Child’s Play starts with an ominous establishment of corporate and capitalist interests over those of labor. We cut from a speech from a CEO about a new doll line called Buddi, an AI assistant enabled toy that hooks into wifi home devices, to a lightning strike at a Vietnamese sweatshop. They are programming and piecing the Buddi dolls together, when one manager angers a daydreaming exploited worker to create a super dangerous and defective abomination. He ships it away, as more thunder cracks the sky. Such an opening gave me vibes of devilish fun straight from the era this movie is replicating. From the Orion Pictures logo to this introduction to the wicked humor exhibited, Child’s Play goes for the gut and glut of throwback fun with contemporary challenges.

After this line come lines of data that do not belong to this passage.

//! Momentum trader: follows the recent trend in the last traded price.

use std::collections::VecDeque;
use std::sync::Arc;

use rust_decimal::Decimal;
use tracing::debug;

use crate::orderbook::OrderBook;
use crate::participant::strategies::as_participant;
use crate::participant::{Agent, Participant, Trader};

#[derive(Debug, Clone)]
pub struct MomentumConfig {
    /// Ticks between the two prices compared
    pub lookback: usize,
    /// Move, in basis points over the lookback, that triggers a trade
    pub threshold_bps: i64,
    pub order_size: u64,
}

impl Default for MomentumConfig {
    fn default() -> Self {
        Self {
            lookback: 10,
            threshold_bps: 30,
            order_size: 10,
        }
    }
}

pub struct Momentum {
    trader: Arc<Trader>,
    config: MomentumConfig,
    prices: VecDeque<Decimal>,
}

impl Momentum {
    pub fn new(trader: Arc<Trader>, config: MomentumConfig) -> Self {
        let capacity = config.lookback + 1;
        Self {
            trader,
            config,
            prices: VecDeque::with_capacity(capacity),
        }
    }

    /// Change over the window in basis points, once the window is full.
    fn trend_bps(&self) -> Option<Decimal> {
        if self.prices.len() <= self.config.lookback {
            return None;
        }
        let first = *self.prices.front()?;
        let last = *self.prices.back()?;
        if first <= Decimal::ZERO {
            return None;
        }
        Some((last - first) / first * Decimal::from(10_000))
    }
}

impl Agent for Momentum {
    fn trader(&self) -> &Arc<Trader> {
        &self.trader
    }

    fn on_tick(&mut self, book: &OrderBook, _tick: u64) {
        self.prices.push_back(book.last_price());
        while self.prices.len() > self.config.lookback + 1 {
            self.prices.pop_front();
        }

        let Some(trend) = self.trend_bps() else {
            return;
        };
        let threshold = Decimal::from(self.config.threshold_bps);
        let filled = if trend >= threshold {
            book.market_buy(as_participant(&self.trader), self.config.order_size)
        } else if trend <= -threshold {
            book.market_sell(as_participant(&self.trader), self.config.order_size)
        } else {
            return;
        };
        debug!(owner = %self.trader.id(), %trend, filled, "momentum signal");
    }
}

#[cfg(test)]
mod tests {
    use super::*;

    use crate::participant::strategies::test_support::{book, counterparty, trader};
    use crate::participant::ParticipantKind;
    use crate::types::Side;

    fn config() -> MomentumConfig {
        MomentumConfig {
            lookback: 2,
            threshold_bps: 30,
            order_size: 5,
        }
    }

    #[test]
    fn test_waits_for_full_window() {
        let book = book(10);
        counterparty(&book, Side::Sell, Decimal::from(10), 100);
        let me = trader(ParticipantKind::Momentum, 1_000, 0);
        let mut agent = Momentum::new(me.clone(), config());

        agent.on_tick(&book, 0);
        agent.on_tick(&book, 1);
        assert_eq!(me.fill_count(), 0);
    }

    #[test]
    fn test_buys_rising_price() {
        let book = book(10);
        let me = trader(ParticipantKind::Momentum, 1_000, 0);
        let mut agent = Momentum::new(me.clone(), config());

        agent.on_tick(&book, 0);
        // A trade at 10.2 lifts the last price
        counterparty(&book, Side::Sell, Decimal::new(102, 1), 1);
        counterparty(&book, Side::Buy, Decimal::new(102, 1), 1);
        book.process_orders();
        agent.on_tick(&book, 1);

        counterparty(&book, Side::Sell, Decimal::new(103, 1), 50);
        agent.on_tick(&book, 2);

        assert_eq!(me.shares(), 5);
        assert_eq!(me.net_position(), 5);
    }

    #[test]
    fn test_flat_price_does_nothing() {
        let book = book(10);
        counterparty(&book, Side::Sell, Decimal::from(10), 100);
        let me = trader(ParticipantKind::Momentum, 1_000, 0);
        let mut agent = Momentum::new(me.clone(), config());

        for tick in 0..5 {
            agent.on_tick(&book, tick);
        }
        assert_eq!(me.fill_count(), 0);
    }
}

The idea that Chucky (the Buddi doll in this movie – originally named Han Solo by the kid but defective sensors replaced with Chucky), voiced by Luke Skywalker himself Mark Hamill, would be connected to the cloud feels like a potential mistake, but is treated with such a Wes Craven touch that it works out really well. His eyes are baby cameras that can be accessed through a phone. He controls other products like Roombas and Uber-like services. He’s connected, leading to a world of different kinds of kills and thrills. And Hamill is having fun with it all, going from cutesy to terrifying to ghoulish in a snap.
This film follows a pretty basic “kid with a problem” plot, but is edgy enough to knick off some checkboxes along the way:
- Kid has a problem making friends
- Connects with Chucky over being problematic as well
- Hides the things his doll does
- Becomes increasingly paranoid and suspicious
- Hates his mother’s boyfriend
Each one of the above mark and make for some rather clever if goofy moments. Moments that the movie knows are goofy, knows we know, and goes along with it all with passion. The finale for instance, a supermarket massacre involving other dolls, gets out of hand and wild in increasingly unexpected and downright laugh out loud ways. This isn’t technically a comedy, but it sure knows when it’s being funny.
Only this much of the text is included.